(Collected data entries)

//! Converting one seat's piles to and from their save-file fields.
//!
//! Only complete melds (every card still in hand) are written. Their cards
//! are left out of the hand field and come back into the hand on load.
//!
//! A starred card sits in two or more complete melds. Two copies of one face
//! can both be starred, so on load the number of physical copies comes from
//! the mention count and the copies the pool still holds.

use rustc_hash::FxHashMap;

use super::notation::{format_cards, MeldCard};
use crate::cards::{Card, CardCollection, CardId, Rank, Suit};
use crate::core::{Seat, SeatMap};
use crate::error::SaveError;
use crate::melds::{classify, MeldInstance, MeldKind, MeldLedger};
use crate::players::PlayerState;

/// The three card fields of one seat, as ghost or real cards.
#[derive(Clone, Debug, Default, PartialEq, Eq)]
pub struct PlayerRecord {
    pub hand: Vec<Card>,
    pub capture_pile: Vec<Card>,
    pub melds: Vec<Vec<MeldCard>>,
}

/// Split a player's state into save-file fields.
#[must_use]
pub fn encode_player(player: &PlayerState) -> PlayerRecord {
    let hand = player.hand();
    let complete: Vec<&MeldInstance> = player
        .ledger()
        .iter()
        .filter(|meld| meld.cards().iter().all(|c| hand.contains_id(c.id)))
        .collect();

    let mut uses: FxHashMap<CardId, usize> = FxHashMap::default();
    for card in complete.iter().flat_map(|meld| meld.cards()) {
        *uses.entry(card.id).or_insert(0) += 1;
    }

    let melds = complete
        .iter()
        .map(|meld| {
            meld.cards()
                .iter()
                .map(|&card| MeldCard {
                    card,
                    shared: uses.get(&card.id).is_some_and(|&n| n > 1),
                })
                .collect()
        })
        .collect();

    PlayerRecord {
        hand: hand.iter().filter(|c| !uses.contains_key(&c.id)).copied().collect(),
        capture_pile: player.capture_pile().cards().to_vec(),
        melds,
    }
}

/// Rebuild one player's state, drawing every named card out of `pool`.
pub fn decode_player(record: &PlayerRecord, pool: &mut CardCollection, trump: Suit) -> Result<PlayerState, SaveError> {
    Draft::draw(record, pool, trump)?.finish(pool, trump, |_| 0)
}

/// Rebuild both seats from one shared pool.
///
/// Every unstarred card of every seat is drawn first. A seat then takes one
/// copy of each starred face per two starred mentions, capped by the copies
/// left once each later seat starring that face keeps one.
pub fn decode_players(
    records: &SeatMap<PlayerRecord>,
    pool: &mut CardCollection,
    trump: Suit,
) -> Result<SeatMap<PlayerState>, SaveError> {
    let mut drafts = Vec::with_capacity(Seat::ALL.len());
    for seat in Seat::ALL {
        drafts.push((seat, Draft::draw(&records[seat], pool, trump)?));
    }

    let mut players = SeatMap::new(|_| PlayerState::new(trump));
    let mut rest = drafts.into_iter();
    while let Some((seat, draft)) = rest.next() {
        let later = rest.as_slice();
        let reserved = |face: Face| later.iter().filter(|(_, d)| d.stars(face)).count();
        players[seat] = draft.finish(pool, trump, reserved)?;
    }
    Ok(players)
}

type Face = (Rank, Suit);

/// A seat with every card drawn except its starred meld cards, which are
/// still ghosts. Meld cards join the hand in meld order when assembled.
#[derive(Clone, Debug)]
struct Draft {
    hand: CardCollection,
    capture_pile: CardCollection,
    melds: Vec<(MeldKind, Vec<MeldCard>)>,
    starred: FxHashMap<Face, usize>,
}

impl Draft {
    fn draw(record: &PlayerRecord, pool: &mut CardCollection, trump: Suit) -> Result<Self, SaveError> {
        let mut hand = CardCollection::new();
        for ghost in &record.hand {
            hand.add(take_from_pool(pool, ghost)?);
        }

        let mut capture_pile = CardCollection::new();
        for ghost in &record.capture_pile {
            capture_pile.add(take_from_pool(pool, ghost)?);
        }

        let mut starred: FxHashMap<Face, usize> = FxHashMap::default();
        let mut melds = Vec::with_capacity(record.melds.len());
        for group in &record.melds {
            let ghosts: Vec<Card> = group.iter().map(|token| token.card).collect();
            let kind = classify(&ghosts, trump).ok_or_else(|| invalid_meld(group))?;

            let mut tokens = Vec::with_capacity(group.len());
            for token in group {
                if token.shared {
                    *starred.entry((token.card.rank, token.card.suit)).or_insert(0) += 1;
                    tokens.push(*token);
                } else {
                    let card = take_from_pool(pool, &token.card)?;
                    tokens.push(MeldCard { card, shared: false });
                }
            }
            melds.push((kind, tokens));
        }

        Ok(Self {
            hand,
            capture_pile,
            melds,
            starred,
        })
    }

    fn stars(&self, face: Face) -> bool {
        self.starred.contains_key(&face)
    }

    /// Draw the starred copies and build the ledger. Each starred mention
    /// goes to the copy with the fewest uses that is free for the meld type.
    fn finish(
        self,
        pool: &mut CardCollection,
        trump: Suit,
        reserved: impl Fn(Face) -> usize,
    ) -> Result<PlayerState, SaveError> {
        let Self {
            mut hand,
            capture_pile,
            melds,
            starred,
        } = self;

        let mut faces: Vec<(Face, usize)> = starred.into_iter().collect();
        faces.sort_unstable();

        let mut copies: Vec<(Card, usize)> = Vec::new();
        for ((rank, suit), mentions) in faces {
            let available = pool
                .by_rank_and_suit(rank, suit)
                .len()
                .saturating_sub(reserved((rank, suit)));
            for _ in 0..(mentions / 2).min(available).max(1) {
                copies.push((take_from_pool(pool, &Card::ghost(rank, suit))?, 0));
            }
        }

        let mut ledger = MeldLedger::new();
        for (kind, group) in &melds {
            let mut meld = MeldInstance::new(trump);
            for token in group {
                let card = if token.shared {
                    let copy = copies
                        .iter_mut()
                        .filter(|(c, _)| {
                            c.same_rank_and_suit(&token.card)
                                && !ledger.is_card_used_by(c.id, *kind)
                                && !meld.contains_id(c.id)
                        })
                        .min_by_key(|(_, uses)| *uses)
                        .ok_or_else(|| invalid_meld(group))?;
                    if copy.1 == 0 {
                        hand.add(copy.0);
                    }
                    copy.1 += 1;
                    copy.0
                } else {
                    hand.add(token.card);
                    token.card
                };
                meld.add_card(card);
            }
            ledger.add(meld).map_err(|_| invalid_meld(group))?;
        }
        for (card, _) in copies.iter().filter(|(_, uses)| *uses == 0) {
            hand.add(*card);
        }

        Ok(PlayerState::from_parts(hand, capture_pile, ledger, trump))
    }
}

fn invalid_meld(group: &[MeldCard]) -> SaveError {
    let cards: Vec<Card> = group.iter().map(|token| token.card).collect();
    SaveError::InvalidMeld(format_cards(&cards))
}

/// Draw the first pool card matching a ghost's rank and suit.
pub fn take_from_pool(pool: &mut CardCollection, ghost: &Card) -> Result<Card, SaveError> {
    pool.take_matching(ghost.rank, ghost.suit)
        .ok_or_else(|| SaveError::CardUnavailable(ghost.short_code()))
}
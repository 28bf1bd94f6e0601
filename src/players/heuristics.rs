//! Heuristic move selection, used for computer play and for human hints.
//!
//! Every suggestion comes back with the reason it was chosen so callers can
//! explain the move.

use std::cmp::Ordering;

use tracing::debug;

use super::state::PlayerState;
use crate::cards::{Card, CardCollection, Suit};
use crate::melds::{compare_potentials, MeldInstance};

pub const LEAD_PRESERVES_MELDS: &str =
    "throwing this card would preserve the most favorable hand, which has the most high-value melds";
pub const LEAD_PREFERS_TRUMP: &str = "throwing this card would preserve the most favorable hand (meld-wise) and it would increase the chance of winning because it is a trump card";
pub const LEAD_BALANCED: &str = "throwing this card would result in a good balance between a favorable hand (meld-wise) and the chance of winning the turn";

pub const CHASE_CANNOT_WIN: &str = "there is no way to win this turn, so throwing the least ranked card will increase chances of winning next turn";
pub const CHASE_OVER_TRUMP: &str = "throwing a trump-suit card that is higher than but still closest to the opponent's trump-suit card will be the least expensive winning move";
pub const CHASE_SAME_SUIT: &str = "throwing the card of the same suit as the opponent but with a rank greater than but closest to that of the opponent's card is the least expensive winning move";
pub const CHASE_FORCED_TRUMP: &str = "there is no way of winning without using a trump suit, so throwing the least ranked trump suit is the least expensive way of winning over the opponent's non-trump-suit card";

pub const MELD_HIGHEST: &str = "playing this meld will yield the highest possible points from the available hand";
pub const MELD_NONE: &str = "there are no possible melds to play with";

/// A suggested move and why.
#[derive(Clone, Debug, PartialEq, Eq)]
pub struct Suggestion<T> {
    pub value: T,
    pub reasoning: &'static str,
}

impl<T> Suggestion<T> {
    fn new(value: T, reasoning: &'static str) -> Self {
        Self { value, reasoning }
    }
}

/// Pick the lead card that keeps the best meld potential in hand.
///
/// Every card is discarded in simulation. Among the cards whose removal leaves
/// the strongest hand, trump cards are preferred, then the highest rank.
/// `None` for an empty hand.
#[must_use]
pub fn suggest_lead(player: &PlayerState) -> Option<Suggestion<Card>> {
    let hand = player.hand();
    let first = *hand.get(0)?;
    let discovery = player.discovery();

    let mut best_points = discovery.potential_points(&hand.without(0));
    let mut best_cards = vec![first];
    for (position, card) in hand.iter().enumerate().skip(1) {
        let points = discovery.potential_points(&hand.without(position));
        match compare_potentials(&best_points, &points) {
            Ordering::Less => {
                best_points = points;
                best_cards.clear();
                best_cards.push(*card);
            }
            Ordering::Equal => best_cards.push(*card),
            Ordering::Greater => {}
        }
    }

    if best_cards.len() == 1 {
        debug!(card = %best_cards[0], "lead keeps the best hand");
        return Some(Suggestion::new(best_cards[0], LEAD_PRESERVES_MELDS));
    }

    let trump = player.trump();
    let trumps: Vec<Card> = best_cards.iter().copied().filter(|c| c.suit == trump).collect();
    if !trumps.is_empty() {
        best_cards = trumps;
    }
    let chosen = highest_ranked(&best_cards)?;
    let reasoning = if chosen.suit == trump {
        LEAD_PREFERS_TRUMP
    } else {
        LEAD_BALANCED
    };
    debug!(card = %chosen, tied = best_cards.len(), "lead chosen by tie-break");
    Some(Suggestion::new(chosen, reasoning))
}

/// Pick the cheapest card that beats `opponent`, or the least valuable card
/// when the turn cannot be won. `None` for an empty hand.
#[must_use]
pub fn suggest_chase(player: &PlayerState, opponent: &Card) -> Option<Suggestion<Card>> {
    let hand = player.hand();
    let trump = player.trump();
    let trumps = hand.by_suit(trump);

    let suggestion = if opponent.suit == trump {
        let higher: Vec<Card> = trumps
            .iter()
            .copied()
            .filter(|c| c.has_greater_rank_than(opponent))
            .collect();
        match lowest_ranked(&higher) {
            Some(card) => Suggestion::new(card, CHASE_OVER_TRUMP),
            None => Suggestion::new(least_ranked_card(hand, trump)?, CHASE_CANNOT_WIN),
        }
    } else {
        let higher: Vec<Card> = hand
            .iter()
            .copied()
            .filter(|c| c.suit == opponent.suit && c.has_greater_rank_than(opponent))
            .collect();
        if let Some(card) = lowest_ranked(&higher) {
            Suggestion::new(card, CHASE_SAME_SUIT)
        } else if let Some(card) = lowest_ranked(&trumps) {
            Suggestion::new(card, CHASE_FORCED_TRUMP)
        } else {
            Suggestion::new(least_ranked_card(hand, trump)?, CHASE_CANNOT_WIN)
        }
    };
    debug!(card = %suggestion.value, against = %opponent, "chase chosen");
    Some(suggestion)
}

/// Pick the highest-scoring playable meld.
///
/// Ties between meld types resolve in `MeldKind` order; the first instance of
/// the winning type is returned.
#[must_use]
pub fn suggest_meld(player: &PlayerState) -> Suggestion<Option<MeldInstance>> {
    let playable = player.playable_melds();
    let best = playable
        .best_kinds()
        .first()
        .and_then(|&kind| playable.melds_of(kind).first().cloned());
    match best {
        Some(meld) => {
            debug!(kind = ?meld.kind(), points = meld.points(), "meld chosen");
            Suggestion::new(Some(meld), MELD_HIGHEST)
        }
        None => Suggestion::new(None, MELD_NONE),
    }
}

/// Lowest non-trump card, or the lowest card when the hand is all trump.
/// The first card wins ties.
#[must_use]
pub fn least_ranked_card(hand: &CardCollection, trump: Suit) -> Option<Card> {
    let non_trump: Vec<Card> = hand.iter().copied().filter(|c| c.suit != trump).collect();
    if non_trump.is_empty() {
        lowest_ranked(hand.cards())
    } else {
        lowest_ranked(&non_trump)
    }
}

fn lowest_ranked(cards: &[Card]) -> Option<Card> {
    cards
        .iter()
        .copied()
        .reduce(|best, c| if c.has_lesser_rank_than(&best) { c } else { best })
}

fn highest_ranked(cards: &[Card]) -> Option<Card> {
    cards
        .iter()
        .copied()
        .reduce(|best, c| if c.has_greater_rank_than(&best) { c } else { best })
}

- Instructions for the task -
Could you transcribe the entries above word for word, from the line with "fn draw(record: &PlayerRecord, pool: &mut" down to the line with "let mut starred: FxHashMap<Face, usize>", keeping both?

- Answer below -
    fn draw(record: &PlayerRecord, pool: &mut CardCollection, trump: Suit) -> Result<Self, SaveError> {
        let mut hand = CardCollection::new();
        for ghost in &record.hand {
            hand.add(take_from_pool(pool, ghost)?);
        }

        let mut capture_pile = CardCollection::new();
        for ghost in &record.capture_pile {
            capture_pile.add(take_from_pool(pool, ghost)?);
        }

        let mut starred: FxHashMap<Face, usize> = FxHashMap::default();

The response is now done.